Perché in Europa? Visto Pulisic è tutto chiaro. Che bello… torna il Musagete. Se è quella, formazione sorprendente
L’umidità entra nelle ossa, in quel lontano 18 febbraio del 2025. È circa mezzanotte. San Siro ormai è quasi deserto. Qualche giornalista, con le spalle ricurve per proteggersi dal freddo, sta guadagnando l’entrata del parcheggio. Decido di alzare il treppiede per un post su Instagram. Purtroppo devo commentare l’incredibile eliminazione del Milan dalla Champions League, a causa del pareggio contro il Feyenoord. Dopo l’altrettanto allucinante sconfitta, di qualche settimana prima, contro la Dinamo Zagabria, che aveva costretto il Milan ai playoff.

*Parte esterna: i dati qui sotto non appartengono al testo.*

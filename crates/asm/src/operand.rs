//! Operand classification.
//!
//! One pass over the token stream turns the text of an operand into a
//! typed value the encoder can match on. Parentheses mean memory
//! indirection here; only inside an expression do they group.

use crate::{
    assembler::Assembler,
    error::AsmError,
    expr::Expr,
    lexer::{Lexer, Token},
};

/// A register name.
#[derive(Debug, Clone, Copy, PartialEq, Eq)]
pub enum Reg {
    /// The accumulator.
    A,
    /// `B`.
    B,
    /// `C`.
    C,
    /// `D`.
    D,
    /// `E`.
    E,
    /// `H`.
    H,
    /// `L`.
    L,
    /// The upper half of IX.
    IxH,
    /// The lower half of IX.
    IxL,
    /// The upper half of IY.
    IyH,
    /// The lower half of IY.
    IyL,
    /// The interrupt vector base.
    I,
    /// The refresh counter.
    R,
    /// The memory base (eZ80, Z80-mode addressing).
    Mb,
    /// `AF`.
    Af,
    /// `AF'`, the alternate accumulator/flags pair.
    AfAlt,
    /// `BC`.
    Bc,
    /// `DE`.
    De,
    /// `HL`.
    Hl,
    /// The stack pointer.
    Sp,
    /// `IX`.
    Ix,
    /// `IY`.
    Iy,
}

impl Reg {
    /// Look a register name up, case-insensitively.
    pub fn from_name(name: &str) -> Option<Self> {
        Some(match name.to_ascii_lowercase().as_str() {
            "a" => Self::A,
            "b" => Self::B,
            "c" => Self::C,
            "d" => Self::D,
            "e" => Self::E,
            "h" => Self::H,
            "l" => Self::L,
            "ixh" => Self::IxH,
            "ixl" => Self::IxL,
            "iyh" => Self::IyH,
            "iyl" => Self::IyL,
            "i" => Self::I,
            "r" => Self::R,
            "mb" => Self::Mb,
            "af" => Self::Af,
            "af'" => Self::AfAlt,
            "bc" => Self::Bc,
            "de" => Self::De,
            "hl" => Self::Hl,
            "sp" => Self::Sp,
            "ix" => Self::Ix,
            "iy" => Self::Iy,
            _ => return None,
        })
    }

    /// The 3-bit register field for 8-bit operations. Index halves share
    /// the H/L codes; the DD/FD prefix tells them apart.
    pub fn code8(self) -> Option<u8> {
        Some(match self {
            Self::B => 0,
            Self::C => 1,
            Self::D => 2,
            Self::E => 3,
            Self::H | Self::IxH | Self::IyH => 4,
            Self::L | Self::IxL | Self::IyL => 5,
            Self::A => 7,
            _ => return None,
        })
    }

    /// The `dd` register-pair code.
    pub fn pair_dd(self) -> Option<u8> {
        Some(match self {
            Self::Bc => 0,
            Self::De => 1,
            Self::Hl => 2,
            Self::Sp => 3,
            _ => return None,
        })
    }

    /// The `qq` register-pair code, used by push/pop.
    pub fn pair_qq(self) -> Option<u8> {
        Some(match self {
            Self::Bc => 0,
            Self::De => 1,
            Self::Hl => 2,
            Self::Af => 3,
            _ => return None,
        })
    }

    /// Index into the 24-bit pair-load tables (BC, DE, HL, IX, IY).
    pub fn pair_load_index(self) -> Option<usize> {
        Some(match self {
            Self::Bc => 0,
            Self::De => 1,
            Self::Hl => 2,
            Self::Ix => 3,
            Self::Iy => 4,
            _ => return None,
        })
    }

    /// The DD/FD prefix this register drags into an encoding.
    pub fn index_prefix(self) -> Option<u8> {
        match self {
            Self::Ix | Self::IxH | Self::IxL => Some(0xdd),
            Self::Iy | Self::IyH | Self::IyL => Some(0xfd),
            _ => None,
        }
    }

    /// Whether this is one of the index-register halves.
    pub fn is_index_half(self) -> bool {
        matches!(self, Self::IxH | Self::IxL | Self::IyH | Self::IyL)
    }
}

/// A condition code.
#[derive(Debug, Clone, Copy, PartialEq, Eq)]
pub enum Cond {
    /// Zero flag clear.
    Nz,
    /// Zero flag set.
    Z,
    /// Carry flag clear.
    Nc,
    /// Carry flag set.
    C,
    /// Parity odd (overflow clear).
    Po,
    /// Parity even (overflow set).
    Pe,
    /// Sign positive.
    P,
    /// Sign negative.
    M,
}

impl Cond {
    /// Look a condition name up, case-insensitively. `c` is missing on
    /// purpose: it lexes as the register, see [`Operand::RegC`].
    pub fn from_name(name: &str) -> Option<Self> {
        Some(match name.to_ascii_lowercase().as_str() {
            "nz" => Self::Nz,
            "z" => Self::Z,
            "nc" => Self::Nc,
            "po" => Self::Po,
            "pe" => Self::Pe,
            "p" => Self::P,
            "m" => Self::M,
            _ => return None,
        })
    }

    /// The 3-bit condition field.
    pub fn code(self) -> u8 {
        match self {
            Self::Nz => 0,
            Self::Z => 1,
            Self::Nc => 2,
            Self::C => 3,
            Self::Po => 4,
            Self::Pe => 5,
            Self::P => 6,
            Self::M => 7,
        }
    }
}

/// A register usable inside parentheses.
#[derive(Debug, Clone, Copy, PartialEq, Eq)]
pub enum IndReg {
    /// `(BC)`.
    Bc,
    /// `(DE)`.
    De,
    /// `(HL)`.
    Hl,
    /// `(SP)`.
    Sp,
    /// `(C)`, the I/O port register.
    C,
    /// `(IX)`, a zero-displacement index.
    Ix,
    /// `(IY)`, a zero-displacement index.
    Iy,
}

impl IndReg {
    fn from_name(name: &str) -> Option<Self> {
        Some(match name.to_ascii_lowercase().as_str() {
            "bc" => Self::Bc,
            "de" => Self::De,
            "hl" => Self::Hl,
            "sp" => Self::Sp,
            "c" => Self::C,
            "ix" => Self::Ix,
            "iy" => Self::Iy,
            _ => return None,
        })
    }
}

/// A classified operand.
#[derive(Debug, Clone, Copy, PartialEq)]
pub enum Operand {
    /// A bare register.
    Reg(Reg),
    /// The token `C`: the register, unless the instruction wants a
    /// condition there.
    RegC,
    /// A condition code.
    Cond(Cond),
    /// An immediate expression.
    Imm(Expr),
    /// A memory operand, `(expr)`.
    Addr(Expr),
    /// A register indirection, `(HL)`, `(BC)`, `(C)`, …
    IndReg(IndReg),
    /// `(IX+d)` or bare `IX±d`.
    IxOff(Expr),
    /// `(IY+d)` or bare `IY±d`.
    IyOff(Expr),
}

impl Operand {
    /// Read this operand as a condition, if the instruction admits one.
    pub fn condition(&self) -> Option<Cond> {
        match self {
            Self::Cond(cond) => Some(*cond),
            Self::RegC => Some(Cond::C),
            _ => None,
        }
    }
}

impl Assembler {
    /// Classify the operand starting at the current token. Returns
    /// `None` at end of line.
    pub(crate) fn classify_operand(
        &mut self,
        lexer: &mut Lexer,
    ) -> Result<Option<Operand>, AsmError> {
        match lexer.peek()? {
            Token::Eol => return Ok(None),
            Token::LParen => {
                lexer.next_token()?;

                return self.classify_indirect(lexer).map(Some);
            }
            Token::Ident(name) => {
                if let Some(reg) = Reg::from_name(&name) {
                    lexer.next_token()?;

                    return self.classify_register(reg, lexer).map(Some);
                }

                if let Some(cond) = Cond::from_name(&name) {
                    lexer.next_token()?;

                    return Ok(Some(Operand::Cond(cond)));
                }
            }
            _ => {}
        }

        Ok(Some(Operand::Imm(self.eval_expr(lexer)?)))
    }

    /// The interior of a `( … )` operand.
    fn classify_indirect(&mut self, lexer: &mut Lexer) -> Result<Operand, AsmError> {
        if let Token::Ident(name) = lexer.peek()? {
            if let Some(reg) = IndReg::from_name(&name) {
                lexer.next_token()?;

                let operand = match reg {
                    IndReg::Ix | IndReg::Iy => {
                        let displacement = self.displacement(lexer)?;

                        match (reg, displacement) {
                            (IndReg::Ix, Some(expr)) => Operand::IxOff(expr),
                            (IndReg::Iy, Some(expr)) => Operand::IyOff(expr),
                            _ => Operand::IndReg(reg),
                        }
                    }
                    reg => Operand::IndReg(reg),
                };

                return match lexer.next_token()? {
                    Token::RParen => Ok(operand),
                    _ => Err(AsmError::ExpectedParenthesis),
                };
            }
        }

        let expr = self.eval_expr(lexer)?;

        match lexer.next_token()? {
            Token::RParen => Ok(Operand::Addr(expr)),
            _ => Err(AsmError::ExpectedParenthesis),
        }
    }

    /// A register at the top level of an operand. `IX`/`IY` directly
    /// followed by a sign start a displacement, the LEA/PEA spelling.
    fn classify_register(&mut self, reg: Reg, lexer: &mut Lexer) -> Result<Operand, AsmError> {
        if matches!(reg, Reg::Ix | Reg::Iy) {
            if let Some(expr) = self.displacement(lexer)? {
                return Ok(match reg {
                    Reg::Ix => Operand::IxOff(expr),
                    _ => Operand::IyOff(expr),
                });
            }
        }

        if reg == Reg::C {
            return Ok(Operand::RegC);
        }

        Ok(Operand::Reg(reg))
    }

    /// `+expr` or `-expr` after an index register, if present.
    fn displacement(&mut self, lexer: &mut Lexer) -> Result<Option<Expr>, AsmError> {
        let negate = match lexer.peek()? {
            Token::Plus => false,
            Token::Minus => true,
            _ => return Ok(None),
        };
        lexer.next_token()?;

        let expr = self.eval_expr(lexer)?;

        if negate {
            return match expr {
                Expr::Const(value) => Ok(Some(Expr::Const(value.wrapping_neg()))),
                Expr::Rel(..) => Err(AsmError::Relocatable("index displacement")),
            };
        }

        Ok(Some(expr))
    }
}

#[cfg(test)]
mod tests {
    use super::*;

    fn classify(source: &str) -> Option<Operand> {
        let mut assembler = Assembler::new(false);
        let mut lexer = Lexer::new(source);

        assembler.classify_operand(&mut lexer).unwrap()
    }

    #[test]
    fn test_registers_and_conditions() {
        assert_eq!(classify("a"), Some(Operand::Reg(Reg::A)));
        assert_eq!(classify("IX"), Some(Operand::Reg(Reg::Ix)));
        assert_eq!(classify("af'"), Some(Operand::Reg(Reg::AfAlt)));
        assert_eq!(classify("c"), Some(Operand::RegC));
        assert_eq!(classify("nz"), Some(Operand::Cond(Cond::Nz)));
        assert_eq!(classify("m"), Some(Operand::Cond(Cond::M)));
    }

    #[test]
    fn test_indirection() {
        assert_eq!(classify("(hl)"), Some(Operand::IndReg(IndReg::Hl)));
        assert_eq!(classify("(c)"), Some(Operand::IndReg(IndReg::C)));
        assert_eq!(classify("(ix)"), Some(Operand::IndReg(IndReg::Ix)));
        assert_eq!(classify("(ix + 4)"), Some(Operand::IxOff(Expr::Const(4))));
        assert_eq!(classify("(iy - 2)"), Some(Operand::IyOff(Expr::Const(-2))));
        assert_eq!(classify("(0x500)"), Some(Operand::Addr(Expr::Const(0x500))));
    }

    #[test]
    fn test_bare_index_displacement() {
        assert_eq!(classify("ix + 3"), Some(Operand::IxOff(Expr::Const(3))));
        assert_eq!(classify("iy - 1"), Some(Operand::IyOff(Expr::Const(-1))));
    }

    #[test]
    fn test_immediate() {
        assert_eq!(classify("42"), Some(Operand::Imm(Expr::Const(42))));
        assert_eq!(classify("2 * 21"), Some(Operand::Imm(Expr::Const(42))));
    }

    #[test]
    fn test_end_of_line() {
        assert_eq!(classify(""), None);
        assert_eq!(classify("; comment"), None);
    }

    #[test]
    fn test_condition_code_values() {
        for (cond, code) in [
            (Cond::Nz, 0),
            (Cond::Z, 1),
            (Cond::Nc, 2),
            (Cond::C, 3),
            (Cond::Po, 4),
            (Cond::Pe, 5),
            (Cond::P, 6),
            (Cond::M, 7),
        ] {
            assert_eq!(cond.code(), code);
        }
    }
}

Ricordo le parole di quel triste video. “Lascio San Siro, lascio l’atmosfera della Champions League, ma non ho certezze di quando tornerò a sentire la musica, ai tifosi del Milan, più cara.” È realismo, non pessimismo. I rossoneri sono distaccati dal quarto posto e conquistare un posto in CL sembra un’impresa molto complicata. Con una società che non sembra dare alcuna garanzia di cambiare una tendenza di incapacità e di inesperienza, mista ad una buona dose di presunzione, che aveva visto cambiare, peggiorando la situazione, l’allenatore a metà stagione.
Dopo 575 giorni da quel 18 febbraio, il Milan dunque torna in Europa, in Europa League. C’è da lustrare il blasone, tornare nella vetrina del calcio internazionale, cercando di vincere una coppa mai conquistata in 127 anni di storia. La sorte ha regalato al Milan, ai suoi tifosi, agli appassionati di tutto il Continente una sfida dal gusto di Champions League. Il Benfica appartiene, per storia e tradizione, alla élite dei Club europei, guidata da un Presidente, che è stato uno dei più ispirati e classici giocatori degli ultimi 30 anni. Quel Manuel Rui Costa, chiamato Musagete, Ispiratore delle Muse, Mr 55 assist, un purissimo protagonista dei “Meravigliosi” di Carlo Ancelotti. Rivederlo, riapplaudirlo sarà un momento meraviglioso e indimenticabile per tutti coloro che lo hanno ammirato, che mai hanno dimenticato quel suo inchino, dopo la prima sospirata rete in campionato. Con un record che pochi conoscono, perché un fatto mai accaduto prima. Quando è uscito, dopo quel gol in campionato contro l’Ancona, tutta la mix zone si è lasciata andare in un emozionante applauso.
Torniamo al Milan, reduce dal pareggio di Roma contro la Lazio, che Rino Gattuso, a proposito di ex, sta forgiando con grande applicazione, rigore ed efficacia. Ruben Amorim ha rimediato a un primo tempo disastroso (citazione Mario Gila), inserendo la certezza Pulisic, la sorpresa Moreira, la conferma Musah. Vedere finalmente il campione americano aumenta certo il rimpianto di non averlo visto in campo, nel finale della stagione. Non ci sono controprove, ma la conquista di un posto in Champions League, con quel sapore di miele negli undici, sarebbe stata quasi una certezza.
Amorim invoca giustamente pazienza perché il suo lavoro è appena agli inizi. Nessuno vuole negargliela, ma tutti si attendono, partita dopo partita, promettenti progressi nel gioco, con idee chiare e coerenti. Il tecnico portoghese è ancora alla ricerca della formazione migliore e più affidabile, ma, in questo senso, ormai dovremmo essere vicini alle decisioni sull’undici titolare e sulle prime alternative. Anche se l’ipotesi di formazione per il debutto europeo appare francamente sorprendente, molto sorprendente. Con Terracciano schierato titolare in difesa. Con Hutchinson di fianco a Cisse, nel segno della gioventù, ma anche della ovvia inesperienza in campo internazionale. Peccato soprattutto non applaudire dal primo minuto Pulisic e soprattutto Diego Moreira, già diventato un idolo del popolo rossonero!